(Source data)
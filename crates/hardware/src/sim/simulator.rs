//! Simulator: owns the core and everything it runs against.
//!
//! The simulator builds the machine described by a [`Config`] around a loaded
//! [`Process`] and drives it:
//! 1. **Construction:** Memory, memory interfaces, kernel, architecture and the
//!    configured core model.
//! 2. **Ticking:** Memory interfaces first, then the core.
//! 3. **Running:** Until the core halts or the tick limit is reached, then drains
//!    outstanding memory requests and reports.

use std::fmt;
use std::rc::Rc;

use tracing::{info, warn};

use crate::common::error::{Result, SimError};
use crate::common::reg::RegisterFileSet;
use crate::config::{Config, CoreModel, MemoryInterfaceKind};
use crate::core::{Core, CoreDispatch, EmulationCore, InOrderCore, OutOfOrderCore, System};
use crate::isa::ArchitectureWrapper;
use crate::memory::{
    FixedLatencyMemoryInterface, FlatMemoryInterface, MemoryAccessTarget, MemoryInterface,
    SharedMemory, SimpleMemory,
};
use crate::os::{Kernel, Process};
use crate::stats::SimStats;

/// Outcome of [`Simulator::run`].
#[derive(Clone, Debug)]
pub struct RunReport {
    /// Ticks, retired instructions, exit code and core counters.
    pub stats: SimStats,
    /// Bytes the program wrote to stdout.
    pub stdout: Vec<u8>,
    /// Bytes the program wrote to stderr.
    pub stderr: Vec<u8>,
    /// `false` if the run stopped at the tick limit.
    pub halted: bool,
}

impl RunReport {
    /// Ticks simulated.
    pub const fn ticks(&self) -> u64 {
        self.stats.ticks
    }

    /// Instructions retired.
    pub const fn retired(&self) -> u64 {
        self.stats.instructions_retired
    }

    /// Retired instructions per tick.
    pub fn ipc(&self) -> f64 {
        self.stats.ipc()
    }

    /// Exit code passed to `exit`, if the program exited.
    pub const fn exit_code(&self) -> Option<i64> {
        self.stats.exit_code
    }
}

impl fmt::Display for RunReport {
    fn fmt(&self, f: &mut fmt::Formatter<'_>) -> fmt::Result {
        if !self.halted {
            writeln!(f, "stopped at tick limit")?;
        }
        write!(f, "{}", self.stats)
    }
}

/// Top-level simulator.
#[derive(Debug)]
pub struct Simulator {
    memory: SharedMemory,
    system: System,
    core: CoreDispatch,
    ticks: u64,
    max_ticks: Option<u64>,
}

impl Simulator {
    /// Builds the machine described by `config` and loads `process` into it.
    ///
    /// # Errors
    ///
    /// Returns [`SimError::Config`] for an invalid configuration and
    /// [`SimError::ProgramTooLarge`] if the process does not fit in memory.
    pub fn new(config: &Config, process: &Process) -> Result<Self> {
        config.validate()?;
        if process.memory_size() > config.memory.size {
            return Err(SimError::Config(format!(
                "process laid out for {} bytes but memory has {}",
                process.memory_size(),
                config.memory.size
            )));
        }

        let mut memory = SimpleMemory::new(config.memory.size as usize);
        process.load_into(&mut memory)?;
        let memory = memory.shared();

        let interface = |kind: MemoryInterfaceKind| -> Box<dyn MemoryInterface> {
            match kind {
                MemoryInterfaceKind::Flat => Box::new(FlatMemoryInterface::new(Rc::clone(&memory))),
                MemoryInterfaceKind::FixedLatency => Box::new(FixedLatencyMemoryInterface::new(
                    Rc::clone(&memory),
                    config.memory.latency,
                )),
            }
        };
        let mut system = System::new(
            interface(config.memory.instruction_interface),
            interface(config.memory.data_interface),
            Kernel::new(process),
        );

        let isa = ArchitectureWrapper::new(config);
        let core = match config.core.model {
            CoreModel::Emulation => {
                CoreDispatch::Emulation(Box::new(EmulationCore::new(isa, process, &mut system)))
            }
            CoreModel::InOrder => CoreDispatch::InOrder(Box::new(InOrderCore::new(
                config,
                isa,
                process,
                &mut system,
            ))),
            CoreModel::OutOfOrder => CoreDispatch::OutOfOrder(Box::new(OutOfOrderCore::new(
                config,
                isa,
                process,
                &mut system,
            )?)),
        };
        info!(
            isa = ?config.core.isa,
            model = ?config.core.model,
            entry = format_args!("{:#x}", process.entry()),
            "simulator ready"
        );

        Ok(Self {
            memory,
            system,
            core,
            ticks: 0,
            max_ticks: config.core.max_ticks,
        })
    }

    /// Advances the machine by one tick.
    pub fn tick(&mut self) {
        self.system.tick();
        self.core.tick(&mut self.system);
        self.ticks += 1;
    }

    /// Runs until the core halts or the tick limit is reached.
    pub fn run(&mut self) -> RunReport {
        let mut stats = SimStats::new();
        while !self.core.has_halted() {
            if self.max_ticks.is_some_and(|max| self.ticks >= max) {
                warn!(ticks = self.ticks, "tick limit reached");
                break;
            }
            self.tick();
        }
        while self.system.has_pending_requests() {
            self.system.tick();
        }
        stats.finish();

        let kernel = &self.system.kernel;
        stats.ticks = self.ticks;
        stats.instructions_retired = self.core.instructions_retired();
        stats.core = self.core.stats();
        stats.exit_code = kernel.exit_code();
        stats.stdout_bytes = kernel.stdout().len();
        stats.stderr_bytes = kernel.stderr().len();
        info!(
            ticks = stats.ticks,
            retired = stats.instructions_retired,
            "simulation finished"
        );

        RunReport {
            stats,
            stdout: kernel.stdout().to_vec(),
            stderr: kernel.stderr().to_vec(),
            halted: self.core.has_halted(),
        }
    }

    /// Ticks simulated so far.
    pub const fn ticks(&self) -> u64 {
        self.ticks
    }

    /// Returns `true` once the core has halted.
    pub fn has_halted(&self) -> bool {
        self.core.has_halted()
    }

    /// The core being simulated.
    pub const fn core(&self) -> &CoreDispatch {
        &self.core
    }

    /// Architectural registers of the core.
    pub fn registers(&self) -> &RegisterFileSet {
        self.core.register_file()
    }

    /// Memory, kernel and interfaces.
    pub const fn system(&self) -> &System {
        &self.system
    }

    /// Reads `size` bytes of simulated memory at `address`.
    pub fn read_memory(&self, address: u64, size: u16) -> Option<Vec<u8>> {
        self.memory
            .borrow()
            .read(MemoryAccessTarget::new(address, size))
    }
}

What you should do
In the data above, find the line that contains "the tick limit.", then reproduce exactly every line from the first line through that line.

Expected output
filename crates/hardware/src/sim/simulator.rs
//! Simulator: owns the core and everything it runs against.
//!
//! The simulator builds the machine described by a [`Config`] around a loaded
//! [`Process`] and drives it:
//! 1. **Construction:** Memory, memory interfaces, kernel, architecture and the
//!    configured core model.
//! 2. **Ticking:** Memory interfaces first, then the core.
//! 3. **Running:** Until the core halts or the tick limit is reached, then drains
//!    outstanding memory requests and reports.

use std::fmt;
use std::rc::Rc;

use tracing::{info, warn};

use crate::common::error::{Result, SimError};
use crate::common::reg::RegisterFileSet;
use crate::config::{Config, CoreModel, MemoryInterfaceKind};
use crate::core::{Core, CoreDispatch, EmulationCore, InOrderCore, OutOfOrderCore, System};
use crate::isa::ArchitectureWrapper;
use crate::memory::{
    FixedLatencyMemoryInterface, FlatMemoryInterface, MemoryAccessTarget, MemoryInterface,
    SharedMemory, SimpleMemory,
};
use crate::os::{Kernel, Process};
use crate::stats::SimStats;

/// Outcome of [`Simulator::run`].
#[derive(Clone, Debug)]
pub struct RunReport {
    /// Ticks, retired instructions, exit code and core counters.
    pub stats: SimStats,
    /// Bytes the program wrote to stdout.
    pub stdout: Vec<u8>,
    /// Bytes the program wrote to stderr.
    pub stderr: Vec<u8>,
    /// `false` if the run stopped at the tick limit.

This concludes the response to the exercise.